Game Theory and ML course -- IFT 6756 -- Théorie des Jeux pour l'Apprentissage Machine

Mandatory registration to Piazza. (if you registered through studium you should have been automatically added to Piazza, if you want to audit the course and you are not a UdeM register via )
The class will be taught in English, all slides and class notes are in English, you will have the possibility to do any assignement either in French or English. Question can be asked in French or English.
A background in Deep Learning is recommended.
A background in Machine Learning, Optimization, Reinforcement Learning and Algorithmic Game Theory may be a plus.

French Version

Inscription obligatoire au TEAMS du cours. (si vous vous êtes inscrit via Studium vous trouverez le lien pour accéder a TEAMS du cours, si vous souhaitez auditer le cours et que vous n'êtes pas étudiant à l'UdeM, envoyez-moi un email)
Le cours sera enseigné en français ou en anglais, selon la fréquentation (toutes les diapositives et notes de cours sont en anglais).
Des connaissances en apprentissage profond sont recommandées.
Des connaissances en apprentissage automatique, optimisation, apprentissage par renforcement et théorie des jeux algorithmiques peuvent être un plus.

Description

The number of Machine Learning applications related to game theory has been growing in the last couple of years. For example, two-player zero-sum games are important for generative modeling (GANs) and mastering games like Go or Poker via self-play. This course is at the interface between game theory, optimization, and machine learning. It tries to understand how to learn models to play games. It will start with some quick notions of game theory to eventually delve into machine learning problems with game formulations such as GANs or Multi-agent RL. This course will also cover the optimization (a.k.a, training) of such machine learning games.

Un nombre grandissant d'applications d'apprentissage automatique liées à la théorie des jeux à vu le jour ces dernières années.
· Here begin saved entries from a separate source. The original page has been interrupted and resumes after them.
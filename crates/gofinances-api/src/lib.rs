//! HTTP server with HTMX support
//!
//! Routes are organized into modules:
//! - routes::dashboard: Summary cards and transactions table

pub mod error;
pub mod routes;

use axum::{http::Uri, routing::get, Router};
use gofinances_config::Config;
use gofinances_core::ApiRef;
use gofinances_utils::Locale;
use tokio::net::TcpListener;
use tower_http::cors::CorsLayer;

pub use error::ApiError;

/// Application state
#[derive(Clone)]
pub struct AppState {
    pub api: ApiRef,
    pub config: Config,
    pub locale: Locale,
}

impl AppState {
    pub fn new(config: Config, api: ApiRef) -> Self {
        let locale = config.locale();
        Self { api, config, locale }
    }
}

/// Create the application router
pub fn create_router(state: AppState) -> Router {
    use routes::dashboard::{api_dashboard, htmx_dashboard_content, page_dashboard};

    let json_api = Router::new()
        .route("/api/health", get(health_check))
        .route("/api/dashboard", get(api_dashboard))
        .layer(CorsLayer::permissive());

    Router::new()
        .merge(json_api)
        // HTMX page routes
        .route("/", get(page_dashboard))
        .route("/dashboard", get(page_dashboard))
        // HTMX partial routes
        .route("/dashboard/content", get(htmx_dashboard_content))
        .fallback(not_found)
        .with_state(state)
}

/// Health check endpoint
async fn health_check() -> &'static str {
    "OK"
}

async fn not_found(uri: Uri) -> ApiError {
    ApiError::NotFound {
        resource: uri.path().to_string(),
    }
}

// ==================== Template Functions ====================

/// Base HTML template
pub fn base_html(title: &str, content: &str) -> String {
    format!(
        r#"<!DOCTYPE html>
<html lang="pt-BR">
<head>
    <meta charset="UTF-8">
    <meta name="viewport" content="width=device-width, initial-scale=1.0">
    <title>{} - GoFinances</title>
    <script src="https://unpkg.com/htmx.org@1.9.10"></script>
    <script src="https://cdn.tailwindcss.com"></script>
</head>
<body class="bg-gray-100 text-gray-800">
    {}
</body>
</html>"#,
        gofinances_utils::escape_html(title),
        content
    )
}

/// Check if request is from HTMX (partial page update)
fn is_htmx_request(headers: &axum::http::HeaderMap) -> bool {
    headers.get("hx-request").is_some()
}

/// Wrap content for full page or HTMX partial
pub fn page_response(headers: &axum::http::HeaderMap, title: &str, inner_content: &str) -> String {
    let main = format!(
        "<main class='max-w-6xl mx-auto px-5 py-10'>{}</main>",
        inner_content
    );
    if is_htmx_request(headers) {
        main
    } else {
        base_html(title, &main)
    }
}

/// Start the HTTP server
///
/// Binds to the configured address and serves until the process is
/// interrupted.
pub async fn start_server(config: Config, api: ApiRef) -> std::io::Result<()> {
    let addr = config.bind_address();
    let state = AppState::new(config, api);
    let router = create_router(state);

    let listener = TcpListener::bind(&addr).await?;
    log::info!("Starting GoFinances dashboard on http://{}", addr);
    log::info!("Available routes:");
    log::info!("  - / (Dashboard)");
    log::info!("  - /dashboard/content (HTMX fragment)");
    log::info!("  - /api/* (JSON API endpoints)");

    axum::serve(listener, router)
        .with_graceful_shutdown(shutdown_signal())
        .await?;
    log::info!("Server stopped gracefully");
    Ok(())
}

async fn shutdown_signal() {
    if let Err(e) = tokio::signal::ctrl_c().await {
        log::error!("Failed to listen for shutdown signal: {}", e);
    }
}
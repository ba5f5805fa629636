//! Currency formatting
//!
//! Amounts are rounded half away from zero on their shortest decimal form,
//! the digits `f64`'s `Display` prints, so `1.005` becomes `1,01` even though
//! the stored binary value is `1.00499...`.
//! Non-finite input is not rejected: NaN prints as `NaN` and infinities as `∞`,
//! each still wrapped with the currency symbol.

use rust_decimal::prelude::*;

use crate::{group_digits, Locale, SymbolPosition, TransactionType};

/// Render `amount` as a currency string, e.g. `R$ 1.234,56` or `-R$ 5,00`
pub fn format_currency(amount: f64, locale: &Locale) -> String {
    if amount.is_nan() {
        return attach_symbol("NaN", false, locale);
    }
    if amount.is_infinite() {
        return attach_symbol("∞", amount < 0.0, locale);
    }

    let (digits, negative) = round_amount(amount, locale.decimal_places);
    let (int_part, frac_part) = match digits.split_once('.') {
        Some((int_part, frac_part)) => (int_part, Some(frac_part)),
        None => (digits.as_str(), None),
    };

    let mut number = group_digits(int_part, &locale.thousands_separator);
    if let Some(frac) = frac_part {
        number.push_str(&locale.decimal_separator);
        number.push_str(frac);
    }

    attach_symbol(&number, negative, locale)
}

/// Plain amount for income, `- ` followed by the amount for outcome
pub fn signed_currency_label(amount: f64, kind: TransactionType, locale: &Locale) -> String {
    match kind {
        TransactionType::Income => format_currency(amount, locale),
        TransactionType::Outcome => format!("- {}", format_currency(amount, locale)),
    }
}

/// Absolute value rounded to `places` digits, plus whether a minus sign is due.
/// A value that rounds to zero never carries a sign.
fn round_amount(amount: f64, places: u32) -> (String, bool) {
    let width = places as usize;
    match amount.to_string().parse::<Decimal>() {
        Ok(shortest) => {
            let rounded = shortest.round_dp_with_strategy(places, RoundingStrategy::MidpointAwayFromZero);
            let negative = rounded.is_sign_negative() && !rounded.is_zero();
            (format!("{:.*}", width, rounded.abs()), negative)
        }
        // Magnitudes beyond the decimal range: no fractional digits left to round
        Err(_) => {
            let rounded = amount.abs().round();
            (format!("{:.*}", width, rounded), amount < 0.0)
        }
    }
}

fn attach_symbol(number: &str, negative: bool, locale: &Locale) -> String {
    let sign = if negative { "-" } else { "" };
    match locale.symbol_position {
        SymbolPosition::Before => format!(
            "{}{}{}{}",
            sign, locale.currency_symbol, locale.symbol_spacing, number
        ),
        SymbolPosition::After => format!(
            "{}{}{}{}",
            sign, number, locale.symbol_spacing, locale.currency_symbol
        ),
    }
}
Par exemple, les jeux à deux joueurs et à somme nulle sont importants pour la modélisation générative (GAN) et la maîtrise de jeux comme Go ou Poker via l'appentissage autonome. Ce cours est à l'interface entre la théorie des jeux, l'optimisation et l'apprentissage automatique. Il essaie de comprendre comment apprendre des modèles pour jouer à des jeux. Il commencera par quelques notions rapides de théorie des jeux pour finalement se plonger dans les problèmes d'apprentissage automatique avec des formulations de jeux telles que les GAN ou l'apprentissage par renforcement avec plusieurs agents. Ce cours couvrira également l'optimisation (a.k.a, entrainement) de tels jeux d'apprentissage automatique.

Schedule - Plan de cours

Due to the sanitary situation the course was given online in 2021. The Lectures given in 2021 were the following:

Lecture 1: Motivations [slides]
Lecture 2: Game Theory Background [slides]
Lecture 3: ML Background [slides]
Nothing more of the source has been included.